→ What you need to do
Counting the line with "use crate::input::DEFAULT_TICK_RATE_HZ;" as the last one, copy out the lines of the data exactly from the first onward.

━━━━━ Dataset content ━━━━━

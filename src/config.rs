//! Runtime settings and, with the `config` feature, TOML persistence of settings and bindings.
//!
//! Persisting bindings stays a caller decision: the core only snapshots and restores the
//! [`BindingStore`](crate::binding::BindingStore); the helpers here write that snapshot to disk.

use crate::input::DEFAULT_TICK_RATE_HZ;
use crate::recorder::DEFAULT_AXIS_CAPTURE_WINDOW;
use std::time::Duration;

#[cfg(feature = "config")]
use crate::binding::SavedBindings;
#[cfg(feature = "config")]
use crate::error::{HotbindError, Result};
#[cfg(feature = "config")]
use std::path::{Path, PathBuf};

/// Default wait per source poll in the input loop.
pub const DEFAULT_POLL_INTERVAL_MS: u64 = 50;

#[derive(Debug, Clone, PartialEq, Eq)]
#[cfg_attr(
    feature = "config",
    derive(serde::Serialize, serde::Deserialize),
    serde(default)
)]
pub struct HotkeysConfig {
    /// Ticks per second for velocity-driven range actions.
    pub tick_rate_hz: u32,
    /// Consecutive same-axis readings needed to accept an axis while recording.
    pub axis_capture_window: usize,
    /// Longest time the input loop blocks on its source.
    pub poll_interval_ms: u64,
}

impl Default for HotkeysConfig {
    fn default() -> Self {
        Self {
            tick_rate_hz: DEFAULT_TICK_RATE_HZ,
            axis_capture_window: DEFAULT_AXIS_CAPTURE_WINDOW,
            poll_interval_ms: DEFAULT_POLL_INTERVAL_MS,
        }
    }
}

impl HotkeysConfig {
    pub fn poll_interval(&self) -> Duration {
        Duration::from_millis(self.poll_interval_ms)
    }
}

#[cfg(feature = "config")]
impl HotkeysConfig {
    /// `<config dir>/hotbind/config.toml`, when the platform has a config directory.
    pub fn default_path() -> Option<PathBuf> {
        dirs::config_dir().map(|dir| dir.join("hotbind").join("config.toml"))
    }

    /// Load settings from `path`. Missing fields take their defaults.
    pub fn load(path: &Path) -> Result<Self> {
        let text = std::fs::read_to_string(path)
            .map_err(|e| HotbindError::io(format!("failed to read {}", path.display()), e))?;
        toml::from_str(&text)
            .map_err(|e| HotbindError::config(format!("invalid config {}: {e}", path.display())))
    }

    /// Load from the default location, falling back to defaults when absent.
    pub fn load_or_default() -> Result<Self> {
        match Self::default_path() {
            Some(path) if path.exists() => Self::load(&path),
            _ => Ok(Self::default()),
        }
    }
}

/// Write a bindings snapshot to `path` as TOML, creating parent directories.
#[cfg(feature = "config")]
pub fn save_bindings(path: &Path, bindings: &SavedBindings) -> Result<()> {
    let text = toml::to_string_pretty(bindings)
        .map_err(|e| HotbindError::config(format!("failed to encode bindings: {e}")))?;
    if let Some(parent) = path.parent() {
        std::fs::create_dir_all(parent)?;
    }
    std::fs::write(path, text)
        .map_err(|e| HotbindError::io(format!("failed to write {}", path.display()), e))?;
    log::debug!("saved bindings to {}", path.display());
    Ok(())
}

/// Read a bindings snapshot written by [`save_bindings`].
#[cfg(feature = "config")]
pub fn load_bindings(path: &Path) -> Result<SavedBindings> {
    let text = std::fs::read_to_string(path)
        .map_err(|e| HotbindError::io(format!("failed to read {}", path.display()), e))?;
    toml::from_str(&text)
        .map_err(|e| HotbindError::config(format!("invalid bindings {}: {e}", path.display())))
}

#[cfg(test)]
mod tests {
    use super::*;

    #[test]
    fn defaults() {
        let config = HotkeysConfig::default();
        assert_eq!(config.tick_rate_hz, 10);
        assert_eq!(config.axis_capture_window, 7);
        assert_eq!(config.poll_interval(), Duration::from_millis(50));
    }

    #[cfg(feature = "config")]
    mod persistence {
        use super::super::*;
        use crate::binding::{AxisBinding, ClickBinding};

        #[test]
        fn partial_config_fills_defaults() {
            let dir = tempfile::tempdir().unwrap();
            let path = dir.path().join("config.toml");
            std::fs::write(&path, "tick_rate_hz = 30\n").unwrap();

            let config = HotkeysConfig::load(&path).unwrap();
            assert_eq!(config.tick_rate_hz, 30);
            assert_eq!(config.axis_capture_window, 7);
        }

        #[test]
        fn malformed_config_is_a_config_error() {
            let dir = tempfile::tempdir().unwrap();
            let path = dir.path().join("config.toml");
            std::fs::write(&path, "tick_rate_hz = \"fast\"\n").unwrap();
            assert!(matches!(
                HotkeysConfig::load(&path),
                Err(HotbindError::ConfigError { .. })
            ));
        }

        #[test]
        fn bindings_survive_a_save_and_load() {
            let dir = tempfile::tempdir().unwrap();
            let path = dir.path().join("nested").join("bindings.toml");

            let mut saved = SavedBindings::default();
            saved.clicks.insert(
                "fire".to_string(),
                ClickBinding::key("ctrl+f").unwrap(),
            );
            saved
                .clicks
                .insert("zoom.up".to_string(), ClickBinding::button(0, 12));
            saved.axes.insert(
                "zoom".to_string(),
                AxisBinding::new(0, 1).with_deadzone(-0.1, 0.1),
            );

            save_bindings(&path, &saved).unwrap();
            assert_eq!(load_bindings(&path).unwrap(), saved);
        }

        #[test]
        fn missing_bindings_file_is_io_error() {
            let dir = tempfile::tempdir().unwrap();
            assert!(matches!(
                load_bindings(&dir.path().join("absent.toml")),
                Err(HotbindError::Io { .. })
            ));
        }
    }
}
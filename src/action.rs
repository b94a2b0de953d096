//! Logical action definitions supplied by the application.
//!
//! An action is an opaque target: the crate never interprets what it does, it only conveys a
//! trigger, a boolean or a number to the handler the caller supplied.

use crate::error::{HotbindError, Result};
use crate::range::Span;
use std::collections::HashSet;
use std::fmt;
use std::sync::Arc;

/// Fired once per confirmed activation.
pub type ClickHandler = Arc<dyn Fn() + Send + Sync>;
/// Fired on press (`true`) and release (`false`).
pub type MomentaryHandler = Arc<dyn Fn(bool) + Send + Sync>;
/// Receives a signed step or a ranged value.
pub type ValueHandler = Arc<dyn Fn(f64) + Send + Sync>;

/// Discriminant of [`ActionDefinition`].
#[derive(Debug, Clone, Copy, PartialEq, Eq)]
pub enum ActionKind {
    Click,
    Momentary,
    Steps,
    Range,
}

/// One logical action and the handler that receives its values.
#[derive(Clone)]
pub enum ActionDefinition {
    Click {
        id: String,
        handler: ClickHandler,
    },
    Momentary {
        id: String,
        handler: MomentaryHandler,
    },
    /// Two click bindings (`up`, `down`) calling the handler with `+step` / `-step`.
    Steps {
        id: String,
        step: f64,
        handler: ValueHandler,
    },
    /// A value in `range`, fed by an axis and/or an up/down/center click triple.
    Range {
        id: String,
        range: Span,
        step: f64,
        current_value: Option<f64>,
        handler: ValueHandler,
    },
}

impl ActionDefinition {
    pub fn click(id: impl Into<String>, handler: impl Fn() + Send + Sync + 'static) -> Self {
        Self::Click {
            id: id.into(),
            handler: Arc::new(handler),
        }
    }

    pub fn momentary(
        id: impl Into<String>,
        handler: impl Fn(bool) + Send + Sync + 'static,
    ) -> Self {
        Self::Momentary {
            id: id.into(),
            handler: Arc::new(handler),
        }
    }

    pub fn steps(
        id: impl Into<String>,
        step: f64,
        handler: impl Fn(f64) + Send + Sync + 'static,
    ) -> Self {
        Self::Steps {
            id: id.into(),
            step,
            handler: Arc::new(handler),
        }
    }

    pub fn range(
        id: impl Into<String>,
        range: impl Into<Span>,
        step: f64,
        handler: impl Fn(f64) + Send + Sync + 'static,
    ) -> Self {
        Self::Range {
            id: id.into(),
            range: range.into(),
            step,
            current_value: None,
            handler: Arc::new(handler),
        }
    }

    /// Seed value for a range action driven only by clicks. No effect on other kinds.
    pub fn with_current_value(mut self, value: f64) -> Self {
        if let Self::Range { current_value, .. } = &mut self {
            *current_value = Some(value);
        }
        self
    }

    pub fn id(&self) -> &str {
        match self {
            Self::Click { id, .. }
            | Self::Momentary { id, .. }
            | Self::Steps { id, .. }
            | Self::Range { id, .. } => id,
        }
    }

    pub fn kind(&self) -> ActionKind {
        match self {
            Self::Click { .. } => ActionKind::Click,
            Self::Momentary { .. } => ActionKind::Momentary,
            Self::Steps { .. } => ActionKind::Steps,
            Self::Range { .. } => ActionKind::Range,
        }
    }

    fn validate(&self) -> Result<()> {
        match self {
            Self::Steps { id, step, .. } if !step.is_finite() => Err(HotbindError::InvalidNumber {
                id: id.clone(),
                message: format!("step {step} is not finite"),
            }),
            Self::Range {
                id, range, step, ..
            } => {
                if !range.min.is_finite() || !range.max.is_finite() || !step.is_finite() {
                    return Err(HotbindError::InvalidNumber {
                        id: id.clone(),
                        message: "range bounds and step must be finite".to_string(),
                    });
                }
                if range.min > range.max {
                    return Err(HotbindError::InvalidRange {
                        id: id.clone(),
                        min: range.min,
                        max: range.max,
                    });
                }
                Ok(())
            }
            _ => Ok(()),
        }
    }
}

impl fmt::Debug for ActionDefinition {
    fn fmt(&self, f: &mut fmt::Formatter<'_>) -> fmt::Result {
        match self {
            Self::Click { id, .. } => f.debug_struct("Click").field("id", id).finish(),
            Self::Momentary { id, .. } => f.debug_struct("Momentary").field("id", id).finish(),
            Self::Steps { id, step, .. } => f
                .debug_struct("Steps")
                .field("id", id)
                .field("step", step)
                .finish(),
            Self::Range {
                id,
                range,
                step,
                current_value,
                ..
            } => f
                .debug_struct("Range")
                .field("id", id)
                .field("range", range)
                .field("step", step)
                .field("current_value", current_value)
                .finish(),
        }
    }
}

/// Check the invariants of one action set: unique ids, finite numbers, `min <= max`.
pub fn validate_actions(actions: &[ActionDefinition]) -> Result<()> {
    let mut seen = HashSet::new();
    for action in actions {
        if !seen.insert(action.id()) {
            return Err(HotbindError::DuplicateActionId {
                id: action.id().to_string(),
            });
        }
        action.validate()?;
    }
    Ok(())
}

━━━━━

→ Problem solution
filename src/config.rs
//! Runtime settings and, with the `config` feature, TOML persistence of settings and bindings.
//!
//! Persisting bindings stays a caller decision: the core only snapshots and restores the
//! [`BindingStore`](crate::binding::BindingStore); the helpers here write that snapshot to disk.

use crate::input::DEFAULT_TICK_RATE_HZ;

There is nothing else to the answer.